**** Exercise materials
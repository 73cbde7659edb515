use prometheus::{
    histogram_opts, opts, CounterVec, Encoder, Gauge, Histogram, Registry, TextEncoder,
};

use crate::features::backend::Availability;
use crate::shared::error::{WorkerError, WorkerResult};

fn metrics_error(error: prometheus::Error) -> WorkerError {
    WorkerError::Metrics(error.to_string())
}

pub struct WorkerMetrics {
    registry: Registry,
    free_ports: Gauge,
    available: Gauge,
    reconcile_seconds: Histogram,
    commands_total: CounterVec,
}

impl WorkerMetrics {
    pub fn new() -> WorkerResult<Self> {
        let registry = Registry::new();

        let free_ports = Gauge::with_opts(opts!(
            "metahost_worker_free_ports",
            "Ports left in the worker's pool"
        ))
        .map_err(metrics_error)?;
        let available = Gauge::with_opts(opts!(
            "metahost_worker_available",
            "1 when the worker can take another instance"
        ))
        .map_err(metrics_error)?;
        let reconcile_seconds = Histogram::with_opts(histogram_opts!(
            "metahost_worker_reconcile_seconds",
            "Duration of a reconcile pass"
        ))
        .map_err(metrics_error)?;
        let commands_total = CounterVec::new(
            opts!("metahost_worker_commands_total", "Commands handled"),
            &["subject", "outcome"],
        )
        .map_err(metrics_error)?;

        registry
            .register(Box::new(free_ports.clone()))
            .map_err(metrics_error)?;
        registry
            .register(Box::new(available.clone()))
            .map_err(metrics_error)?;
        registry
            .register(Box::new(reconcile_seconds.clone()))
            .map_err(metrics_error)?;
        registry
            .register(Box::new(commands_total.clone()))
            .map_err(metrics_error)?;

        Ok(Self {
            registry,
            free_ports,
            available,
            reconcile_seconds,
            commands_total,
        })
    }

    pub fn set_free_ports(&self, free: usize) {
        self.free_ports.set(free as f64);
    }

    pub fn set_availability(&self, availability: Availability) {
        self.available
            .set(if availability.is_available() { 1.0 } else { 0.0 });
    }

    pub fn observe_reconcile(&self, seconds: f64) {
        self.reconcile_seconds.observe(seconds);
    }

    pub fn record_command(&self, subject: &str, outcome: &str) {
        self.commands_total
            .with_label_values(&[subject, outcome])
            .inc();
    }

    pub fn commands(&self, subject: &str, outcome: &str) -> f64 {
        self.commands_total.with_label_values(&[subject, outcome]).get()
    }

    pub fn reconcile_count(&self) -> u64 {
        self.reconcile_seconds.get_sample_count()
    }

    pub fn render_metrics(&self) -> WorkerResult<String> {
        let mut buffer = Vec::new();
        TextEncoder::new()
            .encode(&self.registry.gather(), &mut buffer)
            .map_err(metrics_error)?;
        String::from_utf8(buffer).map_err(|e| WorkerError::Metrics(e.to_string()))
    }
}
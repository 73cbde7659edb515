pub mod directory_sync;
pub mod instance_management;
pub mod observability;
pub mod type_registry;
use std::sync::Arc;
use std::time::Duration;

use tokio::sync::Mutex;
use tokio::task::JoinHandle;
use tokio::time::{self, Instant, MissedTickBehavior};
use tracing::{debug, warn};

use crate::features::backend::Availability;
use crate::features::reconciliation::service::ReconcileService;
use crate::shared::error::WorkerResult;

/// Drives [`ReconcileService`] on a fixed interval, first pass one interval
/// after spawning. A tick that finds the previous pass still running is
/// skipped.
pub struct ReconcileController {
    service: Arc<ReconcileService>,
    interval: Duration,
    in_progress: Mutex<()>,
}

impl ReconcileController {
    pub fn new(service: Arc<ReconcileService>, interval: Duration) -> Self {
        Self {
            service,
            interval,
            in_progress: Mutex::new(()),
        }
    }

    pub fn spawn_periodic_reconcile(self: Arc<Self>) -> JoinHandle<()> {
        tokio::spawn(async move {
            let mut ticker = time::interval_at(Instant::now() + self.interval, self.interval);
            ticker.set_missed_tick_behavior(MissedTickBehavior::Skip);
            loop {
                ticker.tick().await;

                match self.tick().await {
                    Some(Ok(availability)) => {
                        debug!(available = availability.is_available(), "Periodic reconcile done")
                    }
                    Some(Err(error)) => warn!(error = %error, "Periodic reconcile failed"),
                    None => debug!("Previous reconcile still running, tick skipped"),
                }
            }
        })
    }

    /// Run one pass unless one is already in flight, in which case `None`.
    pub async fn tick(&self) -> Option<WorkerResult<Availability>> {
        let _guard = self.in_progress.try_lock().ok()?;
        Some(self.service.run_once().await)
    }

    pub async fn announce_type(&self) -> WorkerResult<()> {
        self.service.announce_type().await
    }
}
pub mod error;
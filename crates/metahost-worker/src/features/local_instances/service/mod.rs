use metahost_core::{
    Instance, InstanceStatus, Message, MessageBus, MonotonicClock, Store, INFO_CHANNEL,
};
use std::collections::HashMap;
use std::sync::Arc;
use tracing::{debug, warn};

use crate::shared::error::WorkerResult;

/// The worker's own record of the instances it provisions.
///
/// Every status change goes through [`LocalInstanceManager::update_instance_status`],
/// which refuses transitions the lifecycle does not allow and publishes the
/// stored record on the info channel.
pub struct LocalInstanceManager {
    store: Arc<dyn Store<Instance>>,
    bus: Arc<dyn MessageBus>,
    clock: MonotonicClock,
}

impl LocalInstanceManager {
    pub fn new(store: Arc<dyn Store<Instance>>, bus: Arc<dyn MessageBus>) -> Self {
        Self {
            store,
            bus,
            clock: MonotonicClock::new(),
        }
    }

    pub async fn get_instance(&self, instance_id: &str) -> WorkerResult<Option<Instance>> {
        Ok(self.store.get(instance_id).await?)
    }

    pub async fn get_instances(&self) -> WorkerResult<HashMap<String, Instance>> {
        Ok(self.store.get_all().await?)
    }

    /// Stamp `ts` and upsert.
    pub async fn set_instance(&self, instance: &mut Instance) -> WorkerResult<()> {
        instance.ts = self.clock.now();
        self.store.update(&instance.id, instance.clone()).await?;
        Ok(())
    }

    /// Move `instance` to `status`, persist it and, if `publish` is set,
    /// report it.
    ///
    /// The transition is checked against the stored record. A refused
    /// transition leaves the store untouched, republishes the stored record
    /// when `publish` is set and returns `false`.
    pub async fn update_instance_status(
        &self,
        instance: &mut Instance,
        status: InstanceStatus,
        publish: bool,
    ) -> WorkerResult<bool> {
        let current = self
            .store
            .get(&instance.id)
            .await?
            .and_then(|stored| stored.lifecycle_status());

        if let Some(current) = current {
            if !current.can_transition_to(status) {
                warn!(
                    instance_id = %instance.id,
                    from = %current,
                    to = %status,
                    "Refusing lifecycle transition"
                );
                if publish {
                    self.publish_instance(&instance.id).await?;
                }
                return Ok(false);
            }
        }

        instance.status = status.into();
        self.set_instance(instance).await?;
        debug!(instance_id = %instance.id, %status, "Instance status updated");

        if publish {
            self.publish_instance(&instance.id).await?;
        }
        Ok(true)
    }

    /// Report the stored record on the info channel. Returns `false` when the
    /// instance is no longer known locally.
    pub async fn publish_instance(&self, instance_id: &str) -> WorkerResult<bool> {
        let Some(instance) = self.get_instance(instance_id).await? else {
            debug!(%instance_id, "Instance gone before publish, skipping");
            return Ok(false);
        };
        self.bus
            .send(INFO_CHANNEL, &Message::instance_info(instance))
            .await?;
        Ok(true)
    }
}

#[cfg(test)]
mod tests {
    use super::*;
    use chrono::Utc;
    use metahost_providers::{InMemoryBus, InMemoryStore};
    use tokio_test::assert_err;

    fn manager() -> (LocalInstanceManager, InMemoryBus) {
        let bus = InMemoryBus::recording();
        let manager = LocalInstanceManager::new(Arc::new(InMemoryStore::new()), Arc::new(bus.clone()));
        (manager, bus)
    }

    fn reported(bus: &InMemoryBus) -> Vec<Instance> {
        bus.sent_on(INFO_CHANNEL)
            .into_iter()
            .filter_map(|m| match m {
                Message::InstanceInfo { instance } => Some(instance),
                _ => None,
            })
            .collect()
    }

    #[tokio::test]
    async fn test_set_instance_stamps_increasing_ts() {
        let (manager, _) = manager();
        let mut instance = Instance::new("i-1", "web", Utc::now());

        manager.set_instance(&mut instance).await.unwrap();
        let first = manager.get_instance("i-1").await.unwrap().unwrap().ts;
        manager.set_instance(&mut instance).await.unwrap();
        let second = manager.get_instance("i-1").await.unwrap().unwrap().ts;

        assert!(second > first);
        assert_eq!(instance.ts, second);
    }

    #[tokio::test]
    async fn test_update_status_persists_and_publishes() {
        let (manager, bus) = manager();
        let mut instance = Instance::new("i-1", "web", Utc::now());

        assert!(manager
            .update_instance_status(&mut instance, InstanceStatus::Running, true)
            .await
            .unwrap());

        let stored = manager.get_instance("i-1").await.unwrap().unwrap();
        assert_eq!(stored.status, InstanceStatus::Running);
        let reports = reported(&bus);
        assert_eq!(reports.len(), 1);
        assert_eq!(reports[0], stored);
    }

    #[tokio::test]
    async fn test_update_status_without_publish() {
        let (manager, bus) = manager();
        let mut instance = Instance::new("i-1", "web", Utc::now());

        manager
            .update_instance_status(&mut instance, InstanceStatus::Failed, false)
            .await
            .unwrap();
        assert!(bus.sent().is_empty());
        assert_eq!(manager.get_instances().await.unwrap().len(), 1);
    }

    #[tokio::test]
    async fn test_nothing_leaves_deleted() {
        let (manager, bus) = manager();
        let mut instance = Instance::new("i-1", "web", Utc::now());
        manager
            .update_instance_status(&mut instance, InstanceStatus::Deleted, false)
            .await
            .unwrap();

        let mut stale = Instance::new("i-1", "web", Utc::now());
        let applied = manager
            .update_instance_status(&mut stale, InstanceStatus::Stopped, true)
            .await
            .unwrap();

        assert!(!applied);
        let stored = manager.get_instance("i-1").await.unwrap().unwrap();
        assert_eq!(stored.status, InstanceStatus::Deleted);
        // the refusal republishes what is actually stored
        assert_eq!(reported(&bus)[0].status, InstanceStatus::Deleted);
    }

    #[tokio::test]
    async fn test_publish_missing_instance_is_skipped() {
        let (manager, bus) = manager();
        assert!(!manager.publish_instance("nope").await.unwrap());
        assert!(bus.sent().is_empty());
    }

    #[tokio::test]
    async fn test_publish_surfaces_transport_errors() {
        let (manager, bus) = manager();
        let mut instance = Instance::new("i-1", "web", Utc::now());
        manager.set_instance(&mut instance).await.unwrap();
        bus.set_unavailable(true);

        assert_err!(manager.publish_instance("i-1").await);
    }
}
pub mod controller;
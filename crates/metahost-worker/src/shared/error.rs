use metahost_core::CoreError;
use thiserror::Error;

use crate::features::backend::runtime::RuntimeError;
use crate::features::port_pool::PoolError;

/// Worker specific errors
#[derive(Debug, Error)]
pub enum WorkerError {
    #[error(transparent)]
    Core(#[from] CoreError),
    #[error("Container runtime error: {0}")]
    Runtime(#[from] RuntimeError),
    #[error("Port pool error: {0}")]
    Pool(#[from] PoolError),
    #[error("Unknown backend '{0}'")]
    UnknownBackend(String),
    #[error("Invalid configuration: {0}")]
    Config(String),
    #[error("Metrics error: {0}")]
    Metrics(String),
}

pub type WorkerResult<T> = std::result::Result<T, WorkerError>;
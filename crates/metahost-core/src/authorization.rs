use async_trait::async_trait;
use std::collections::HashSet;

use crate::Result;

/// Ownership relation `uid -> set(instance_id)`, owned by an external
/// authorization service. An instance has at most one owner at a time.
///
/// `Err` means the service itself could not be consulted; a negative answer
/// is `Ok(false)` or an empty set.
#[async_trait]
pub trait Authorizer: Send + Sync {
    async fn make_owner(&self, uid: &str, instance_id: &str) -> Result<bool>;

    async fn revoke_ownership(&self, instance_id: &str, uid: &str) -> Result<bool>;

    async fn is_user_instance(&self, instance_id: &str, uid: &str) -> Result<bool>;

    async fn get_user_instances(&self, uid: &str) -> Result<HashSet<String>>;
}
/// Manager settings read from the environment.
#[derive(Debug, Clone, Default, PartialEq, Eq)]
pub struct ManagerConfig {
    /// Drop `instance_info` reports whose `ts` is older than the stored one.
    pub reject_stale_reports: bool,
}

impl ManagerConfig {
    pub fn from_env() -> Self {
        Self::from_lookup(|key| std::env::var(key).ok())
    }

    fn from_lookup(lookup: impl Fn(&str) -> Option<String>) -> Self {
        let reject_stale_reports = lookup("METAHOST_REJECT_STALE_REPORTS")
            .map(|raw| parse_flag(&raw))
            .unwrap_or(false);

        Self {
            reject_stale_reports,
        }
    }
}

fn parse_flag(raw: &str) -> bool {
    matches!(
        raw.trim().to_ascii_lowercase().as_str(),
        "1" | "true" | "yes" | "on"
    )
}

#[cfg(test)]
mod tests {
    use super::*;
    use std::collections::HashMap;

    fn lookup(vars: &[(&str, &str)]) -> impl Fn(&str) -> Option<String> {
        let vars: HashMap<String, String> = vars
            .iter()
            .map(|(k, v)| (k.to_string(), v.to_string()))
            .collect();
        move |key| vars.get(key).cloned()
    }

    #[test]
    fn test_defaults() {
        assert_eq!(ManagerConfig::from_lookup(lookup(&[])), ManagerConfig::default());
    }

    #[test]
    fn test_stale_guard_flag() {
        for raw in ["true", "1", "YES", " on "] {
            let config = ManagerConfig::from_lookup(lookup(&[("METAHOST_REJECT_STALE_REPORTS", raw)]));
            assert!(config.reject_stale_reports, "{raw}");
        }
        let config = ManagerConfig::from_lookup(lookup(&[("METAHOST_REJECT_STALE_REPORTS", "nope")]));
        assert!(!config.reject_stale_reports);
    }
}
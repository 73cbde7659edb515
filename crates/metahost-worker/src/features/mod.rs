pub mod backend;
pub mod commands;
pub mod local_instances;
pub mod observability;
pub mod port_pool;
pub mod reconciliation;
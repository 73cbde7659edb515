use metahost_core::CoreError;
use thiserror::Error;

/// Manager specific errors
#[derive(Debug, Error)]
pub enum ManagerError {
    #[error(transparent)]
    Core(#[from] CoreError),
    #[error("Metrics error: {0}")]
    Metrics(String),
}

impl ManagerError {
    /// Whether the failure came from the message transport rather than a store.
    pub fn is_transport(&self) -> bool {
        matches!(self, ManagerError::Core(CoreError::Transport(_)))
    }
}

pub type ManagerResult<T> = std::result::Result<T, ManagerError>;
********
| Task objective |
Could you copy exactly the lines from the first line of the records above through the line containing "pub fn set_free_ports(&self, free: usize)", both included, and nothing else?

| The completed task |
repository 73cbde7659edb515
use prometheus::{
    histogram_opts, opts, CounterVec, Encoder, Gauge, Histogram, Registry, TextEncoder,
};

use crate::features::backend::Availability;
use crate::shared::error::{WorkerError, WorkerResult};

fn metrics_error(error: prometheus::Error) -> WorkerError {
    WorkerError::Metrics(error.to_string())
}

pub struct WorkerMetrics {
    registry: Registry,
    free_ports: Gauge,
    available: Gauge,
    reconcile_seconds: Histogram,
    commands_total: CounterVec,
}

impl WorkerMetrics {
    pub fn new() -> WorkerResult<Self> {
        let registry = Registry::new();

        let free_ports = Gauge::with_opts(opts!(
            "metahost_worker_free_ports",
            "Ports left in the worker's pool"
        ))
        .map_err(metrics_error)?;
        let available = Gauge::with_opts(opts!(
            "metahost_worker_available",
            "1 when the worker can take another instance"
        ))
        .map_err(metrics_error)?;
        let reconcile_seconds = Histogram::with_opts(histogram_opts!(
            "metahost_worker_reconcile_seconds",
            "Duration of a reconcile pass"
        ))
        .map_err(metrics_error)?;
        let commands_total = CounterVec::new(
            opts!("metahost_worker_commands_total", "Commands handled"),
            &["subject", "outcome"],
        )
        .map_err(metrics_error)?;

        registry
            .register(Box::new(free_ports.clone()))
            .map_err(metrics_error)?;
        registry
            .register(Box::new(available.clone()))
            .map_err(metrics_error)?;
        registry
            .register(Box::new(reconcile_seconds.clone()))
            .map_err(metrics_error)?;
        registry
            .register(Box::new(commands_total.clone()))
            .map_err(metrics_error)?;

        Ok(Self {
            registry,
            free_ports,
            available,
            reconcile_seconds,
            commands_total,
        })
    }

    pub fn set_free_ports(&self, free: usize) {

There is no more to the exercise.